Why? LAN port #1 is reserved / mapped as Internet/WAN port in factory configuration, so WinBox can’t really connect to MikroTik on this port! (think of WAN as “output”, not “input”). You will have a big headache and also back and fort switching different ports during Wi-Fi bridge configuration fiddling.
- WinBox won’t be able to connect to MikroTik configured this way via MAC address until MikroTik’s wlan1 interface becomes connected to the upstream AP (ISP), so make sure you have properly configured Wi-Fi AP parameters. Also, if AP loses connectivity, MikroTik will become unconnectable and it will require manual reboot (power ON/OFF cycle) to become connected again, which will affect devices connected to MikroTik router via LAN.
- Remember, each factory reset operation requires another power ON/OFF cycle to actually load default configuration! At least, this is true for hAP Lite 2nd, possibly the same with other models.

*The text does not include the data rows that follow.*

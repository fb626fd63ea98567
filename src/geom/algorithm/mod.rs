mod offset;
mod polar;
mod proj;

pub use offset::{offset_curve, MITER_LIMIT};
pub use polar::{decimal_degrees, PolarProject};
pub use proj::{transform_for, transform_geometry, CoordTransform, Identity, Proj4Transform};
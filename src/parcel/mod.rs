mod polygon;

pub use polygon::ParcelPolygon;
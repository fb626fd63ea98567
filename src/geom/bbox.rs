use geo::Rect;
use rstar::{RTreeObject, AABB};

/// A bounding box in an R-tree, associated with a boundary feature by index.
#[derive(Debug, Clone)]
pub(crate) struct BoundingBox {
    idx: usize, // Index of corresponding feature in its layer
    bbox: Rect<f64>,
}

impl BoundingBox {
    pub(crate) fn new(idx: usize, bbox: Rect<f64>) -> Self {
        Self { idx, bbox }
    }

    /// Get the index of the corresponding feature.
    #[inline] pub(crate) fn idx(&self) -> usize { self.idx }
}

impl RTreeObject for BoundingBox {
    type Envelope = AABB<[f64; 2]>;

    fn envelope(&self) -> Self::Envelope {
        AABB::from_corners(self.bbox.min().into(), self.bbox.max().into())
    }
}
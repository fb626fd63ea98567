use std::{fs, path::{Path, PathBuf}};

use geo::{Coord, LineString, MultiPolygon, Polygon};
use serde_json::Value;

use crate::error::{Error, Result};
use crate::join::{BoundaryFeature, BoundaryProvider};

/// Boundary features stored as a GeoJSON FeatureCollection file.
#[derive(Debug, Clone)]
pub struct GeoJsonProvider {
    pub path: PathBuf,
    /// Integer property holding the feature identifier, e.g. `lga_num`.
    pub id_property: String,
    /// Optional text property holding a display name, e.g. `lga_name`.
    pub name_property: Option<String>,
}

impl GeoJsonProvider {
    pub fn new(path: impl Into<PathBuf>, id_property: &str) -> Self {
        Self { path: path.into(), id_property: id_property.to_string(), name_property: None }
    }

    pub fn with_name_property(mut self, name_property: &str) -> Self {
        self.name_property = Some(name_property.to_string());
        self
    }
}

impl BoundaryProvider for GeoJsonProvider {
    fn load(&self) -> Result<Vec<BoundaryFeature>> {
        read_boundary_file(&self.path, &self.id_property, self.name_property.as_deref())
    }
}

/// Read boundary features from a GeoJSON file.
pub fn read_boundary_file(path: &Path, id_property: &str, name_property: Option<&str>) -> Result<Vec<BoundaryFeature>> {
    let bytes = fs::read(path)?;
    read_boundary_bytes(&bytes, id_property, name_property)
}

/// Read boundary features from GeoJSON bytes.
///
/// Polygon and MultiPolygon features are kept in file order; other geometry
/// types are skipped. Every kept feature must carry an integer `id_property`.
pub fn read_boundary_bytes(bytes: &[u8], id_property: &str, name_property: Option<&str>) -> Result<Vec<BoundaryFeature>> {
    let value: Value = serde_json::from_slice(bytes)?;
    let features = value["features"].as_array()
        .ok_or_else(|| Error::UpstreamUnavailable("GeoJSON has no features array".into()))?;

    let mut out = Vec::with_capacity(features.len());
    for (idx, feature) in features.iter().enumerate() {
        let geometry = &feature["geometry"];
        let polygon = match geometry["type"].as_str() {
            Some("Polygon") => MultiPolygon(vec![parse_polygon_coords(&geometry["coordinates"])?]),
            Some("MultiPolygon") => parse_multipolygon_coords(&geometry["coordinates"])?,
            _ => continue,
        };

        let properties = &feature["properties"];
        let id = properties[id_property].as_i64()
            .or_else(|| properties[id_property].as_str().and_then(|s| s.trim().parse().ok()))
            .ok_or_else(|| Error::UpstreamUnavailable(format!("feature {idx} has no integer '{id_property}' property")))?;
        let name = name_property
            .and_then(|key| properties[key].as_str())
            .map(str::to_string);

        out.push(BoundaryFeature { id, name, polygon });
    }
    Ok(out)
}

/// Parse GeoJSON MultiPolygon coordinates: `[[ring, ring, ...], ...]`.
fn parse_multipolygon_coords(coords: &Value) -> Result<MultiPolygon<f64>> {
    let polygons = coords.as_array()
        .ok_or_else(|| invalid("MultiPolygon coordinates must be an array"))?;
    polygons.iter().map(parse_polygon_coords).collect::<Result<Vec<_>>>().map(MultiPolygon)
}

/// Parse GeoJSON Polygon coordinates: exterior ring followed by holes.
fn parse_polygon_coords(coords: &Value) -> Result<Polygon<f64>> {
    let rings = coords.as_array()
        .ok_or_else(|| invalid("Polygon coordinates must be an array"))?;
    let mut rings = rings.iter().map(parse_ring_coords);
    let exterior = rings.next()
        .ok_or_else(|| invalid("Polygon is missing its exterior ring"))??;
    let interiors = rings.collect::<Result<Vec<_>>>()?;
    Ok(Polygon::new(exterior, interiors))
}

/// Parse a ring `[[x, y], ...]`, closing it if needed.
fn parse_ring_coords(coords: &Value) -> Result<LineString<f64>> {
    let positions = coords.as_array()
        .ok_or_else(|| invalid("ring must be an array of positions"))?;

    let mut points = Vec::with_capacity(positions.len() + 1);
    for position in positions {
        let x = position[0].as_f64().ok_or_else(|| invalid("coordinate x must be a number"))?;
        let y = position[1].as_f64().ok_or_else(|| invalid("coordinate y must be a number"))?;
        points.push(Coord { x, y });
    }

    let mut ring = LineString(points);
    ring.close();
    Ok(ring)
}

#[inline]
fn invalid(reason: &str) -> Error {
    Error::UpstreamUnavailable(format!("invalid GeoJSON geometry: {reason}"))
}

#[cfg(test)]
mod tests {
    use geo::Area;

    use super::*;

    const LAYER: &str = r#"{
        "type": "FeatureCollection",
        "features": [
            {"type": "Feature", "properties": {"lga_num": 4, "lga_name": "Abeokuta South"},
             "geometry": {"type": "Polygon", "coordinates": [[[0, 0], [10, 0], [10, 10], [0, 10]]]}},
            {"type": "Feature", "properties": {"lga_num": "7"},
             "geometry": {"type": "MultiPolygon", "coordinates": [[[[20, 0], [30, 0], [30, 10], [20, 0]]]]}},
            {"type": "Feature", "properties": {"lga_num": 9},
             "geometry": {"type": "Point", "coordinates": [1, 1]}}
        ]
    }"#;

    #[test]
    fn reads_polygons_and_multipolygons() {
        let features = read_boundary_bytes(LAYER.as_bytes(), "lga_num", Some("lga_name")).unwrap();
        assert_eq!(features.len(), 2);
        assert_eq!(features[0].id, 4);
        assert_eq!(features[0].name.as_deref(), Some("Abeokuta South"));
        assert_eq!(features[0].polygon.unsigned_area(), 100.0);
        assert_eq!(features[1].id, 7);
        assert_eq!(features[1].name, None);
    }

    #[test]
    fn missing_id_is_an_error() {
        let err = read_boundary_bytes(LAYER.as_bytes(), "block_num", None).unwrap_err();
        assert!(matches!(err, Error::UpstreamUnavailable(ref msg) if msg.contains("block_num")));
    }

    #[test]
    fn provider_reads_file() {
        let dir = tempfile::tempdir().unwrap();
        let path = dir.path().join("lga.geojson");
        std::fs::write(&path, LAYER).unwrap();

        let provider = GeoJsonProvider::new(&path, "lga_num").with_name_property("lga_name");
        assert_eq!(provider.load().unwrap().len(), 2);
    }

    #[test]
    fn missing_file_fails_to_load() {
        let provider = GeoJsonProvider::new("/nonexistent/lga.geojson", "lga_num");
        assert!(provider.load().is_err());
    }
}
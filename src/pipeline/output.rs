use ahash::AHashMap;

use crate::join::{EnrichedParcel, JoinMiss};
use crate::traverse::{Beacon, RoadSegment};

/// Per-parcel sequences, iterated in the order parcels were closed.
#[derive(Debug, Clone)]
pub struct ParcelMap<T> {
    order: Vec<String>,
    entries: AHashMap<String, Vec<T>>,
}

impl<T> Default for ParcelMap<T> {
    fn default() -> Self { Self { order: Vec::new(), entries: AHashMap::new() } }
}

impl<T> ParcelMap<T> {
    pub fn new() -> Self { Self::default() }

    /// Record the finished sequence for a parcel. Each parcel is finalized once.
    pub(crate) fn insert(&mut self, parcel_id: &str, items: Vec<T>) {
        debug_assert!(!self.entries.contains_key(parcel_id), "parcel {parcel_id} finalized twice");
        self.order.push(parcel_id.to_string());
        self.entries.insert(parcel_id.to_string(), items);
    }

    pub fn get(&self, parcel_id: &str) -> Option<&[T]> {
        self.entries.get(parcel_id).map(Vec::as_slice)
    }

    pub fn iter(&self) -> impl Iterator<Item = (&str, &[T])> {
        self.order.iter().map(|id| (id.as_str(), self.entries[id].as_slice()))
    }

    /// Number of parcels with an entry.
    #[inline] pub fn len(&self) -> usize { self.order.len() }

    #[inline] pub fn is_empty(&self) -> bool { self.order.is_empty() }

    /// Number of items across all parcels.
    pub fn total(&self) -> usize { self.entries.values().map(Vec::len).sum() }
}

/// Counts describing a finished run.
#[derive(Debug, Clone, Copy, PartialEq, Eq, Default)]
pub struct Summary {
    pub rows: usize,
    pub parcels: usize,
    pub beacons: usize,
    pub roads: usize,
    pub join_misses: usize,
}

/// Everything a successful run produces.
#[derive(Debug, Clone)]
pub struct PipelineOutput {
    pub parcels: Vec<EnrichedParcel>,
    pub beacons: ParcelMap<Beacon>,
    pub roads: ParcelMap<RoadSegment>,
    pub join_misses: Vec<JoinMiss>,
    pub summary: Summary,
}

#[cfg(test)]
mod tests {
    use super::*;

    #[test]
    fn keeps_insertion_order() {
        let mut map = ParcelMap::new();
        map.insert("P9", vec![1, 2]);
        map.insert("P1", vec![]);
        map.insert("P5", vec![3]);

        assert_eq!(map.iter().map(|(id, _)| id).collect::<Vec<_>>(), ["P9", "P1", "P5"]);
        assert_eq!(map.get("P9"), Some(&[1, 2][..]));
        assert_eq!(map.get("P1"), Some(&[][..]));
        assert_eq!(map.get("P2"), None);
        assert_eq!(map.len(), 3);
        assert_eq!(map.total(), 3);
    }
}
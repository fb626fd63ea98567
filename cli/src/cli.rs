use std::path::PathBuf;

/// Cadastral traverse CLI (argument schema only)
#[derive(clap::Parser, Debug)]
#[command(name = "openparcel", version, about, propagate_version = true)]
pub struct Cli {
    /// Increase output verbosity (-v, -vv)
    #[arg(short, long, action = clap::ArgAction::Count)]
    pub verbose: u8,

    #[command(subcommand)]
    pub command: Commands,
}

#[derive(clap::Subcommand, Debug)]
pub enum Commands {
    /// Resolve a traverse table into enriched parcels, beacons and roads
    Process(ProcessArgs),

    /// Resolve and validate a traverse table without boundary layers
    Check(CheckArgs),
}

#[derive(clap::Args, Debug)]
pub struct ProcessArgs {
    /// Traverse CSV (parcel_id, beacon_num, x, y, degrees, minutes, distance, offset)
    #[arg(value_hint = clap::ValueHint::FilePath)]
    pub csv: PathBuf,

    /// Region (LGA) boundaries as GeoJSON
    #[arg(long, value_hint = clap::ValueHint::FilePath)]
    pub regions: PathBuf,

    /// Feature property holding the region id
    #[arg(long, default_value = "lga_num")]
    pub region_id_property: String,

    /// Feature property holding the region name
    #[arg(long, default_value = "lga_name")]
    pub region_name_property: String,

    /// Block boundaries as GeoJSON
    #[arg(long, value_hint = clap::ValueHint::FilePath)]
    pub blocks: PathBuf,

    /// Feature property holding the block id
    #[arg(long, default_value = "block_num")]
    pub block_id_property: String,

    /// JSON config file
    #[arg(short, long, value_hint = clap::ValueHint::FilePath)]
    pub config: Option<PathBuf>,

    /// Working EPSG code of the traverse coordinates, overrides the config
    #[arg(long)]
    pub epsg: Option<u32>,

    /// Output GeoJSON bundle, defaults to "./parcels.json"
    #[arg(short, long, value_hint = clap::ValueHint::FilePath)]
    pub output: Option<PathBuf>,

    /// Also write the enriched parcel attributes as CSV
    #[arg(long, value_hint = clap::ValueHint::FilePath)]
    pub table: Option<PathBuf>,

    /// Application number to post a submission notice for
    #[arg(long)]
    pub application: Option<String>,
}

#[derive(clap::Args, Debug)]
pub struct CheckArgs {
    /// Traverse CSV to validate
    #[arg(value_hint = clap::ValueHint::FilePath)]
    pub csv: PathBuf,

    /// Working EPSG code of the traverse coordinates
    #[arg(long)]
    pub epsg: Option<u32>,
}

- When performing factory reset operation, make sure to use original or adequate replacement power supply (avoid USB power banks), and make sure to disconnect all LAN cables before that procedure.
- Remember, hAP Lite 2nd requires 40-45 seconds to actually boot, so be patient and don’t expect to become instantly connectible after power ON/OFF cycle!
- If WinBox still can’t connect to MikroTik router AFTER factory reset procedure, try enabling Tools > Legacy mode.
- If WinBox still can’t connect to MikroTik router AFTER factory reset procedure, if you use a laptop try disabling Wi-Fi LAN adapter on Windows PC (just in case to avoid confusion), and manually configure wired Ethernet adapter under TCP/IP v4 settings with the following parameters:
IP address: 192.168.88.3
Subnet mask: 255.255.255.0
Default gateway: 192.168.88.1
Preferred DNS server: 192.168.88.1
Follow-up tip #1: Perform another power ON/OFF cycle in case if it doesn’t work right away!
Follow-up tip #2: Don’t forget to switch back your PC to default DHCP mode as soon as you configure MikroTik router or restore .backup configuration, otherwise your PC/WinBox will be still without connection!
- If you plan to change Wi-Fi network, password (passphrase or security mode) or WISP provider that MikroTik wlan1 interface connects to, you will either (1) need connection to the original network first while you define new security profile and connect to the new network / parameters during switchover procedure described further below, or (2) you will have to perform a factory reset and re-configure it from scratch (PARTS 1+2 of this tutorial)!
The proper procedure for changing Wi-Fi network parameters is as following:
- Connect to the MikroTik router via LAN cable and appropriate MAC port address using WinBox while still connected to the old (original) Wi-Fi network.
- Under Wireless > Security Profiles click on + to create a new one (do not modify existing default profile we use in STEP 4 (11) above!), set proper TKIP/AES checkboxes and password.
- Now go to Wireless > WiFi Interfaces tab > Double-click on wlan1 interface and under Security profile select newly created one in previous step. Then switch to Wireless tab > click Scan… button (background scan checkbox should be left unticked) and select new wireless network SSID. Wait until new connection is established, and reconnect in WinBox.
Beware, if you make a mistake and Wi-Fi connection is not successful you will lose the ability to access router via WinBox later! In another words, you’ll have to factory reset it and start over again. This is why it’s a good idea to create backups of working configurations before risky changes or use Safe Mode instead, so that changes you make aren’t permanent (they will be reverted after reboot / power ON/OFF cycle).